Your answer should consist of the lines in the following data that contain "await".

Study material Block Start

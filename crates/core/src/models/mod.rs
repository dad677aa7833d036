pub mod appointment;
pub mod contract;
pub mod reminder;
pub mod slot;
pub mod template;
pub mod token;
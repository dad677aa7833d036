use agenda_core::{
    civil::Moment,
    errors::AgendaResult,
    models::reminder::DispatchSummary,
    services::{ReminderSender, reminders},
    store::AgendaStore,
};
use agenda_db::{PgStore, create_pool};
use chrono::Utc;
use eyre::Result;
use tracing::info;

pub mod config;
pub mod sender;

use config::ReminderConfig;

/// One sweep for `now`: reminds every appointment dated tomorrow.
pub async fn run_once(
    store: &dyn AgendaStore,
    sender: &dyn ReminderSender,
    config: &ReminderConfig,
    now: &Moment,
) -> AgendaResult<DispatchSummary> {
    let as_of = now.today();
    info!(
        "Dispatching reminders as of {} ({})",
        as_of,
        config.timezone.name()
    );
    let summary = reminders::dispatch(
        store,
        sender,
        &config.reschedule,
        as_of,
        config.professional_id,
        now,
    )
    .await?;
    info!("Reminders sent: {}, skipped: {}", summary.sent, summary.skipped);
    Ok(summary)
}

/// Connects to the database and runs a single sweep for the current time.
pub async fn run(config: ReminderConfig) -> Result<DispatchSummary> {
    let db_pool = create_pool(&config.database_url).await?;
    let store = PgStore::new(db_pool);
    let sender = sender::build_sender(&config.sender)?;

    let now = Moment::at(Utc::now(), &config.timezone);
    let summary = run_once(&store, sender.as_ref(), &config, &now).await?;
    Ok(summary)
}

Study material Block End

> Final answer
    .await?;
    let db_pool = create_pool(&config.database_url).await?;
    let summary = run_once(&store, sender.as_ref(), &config, &now).await?;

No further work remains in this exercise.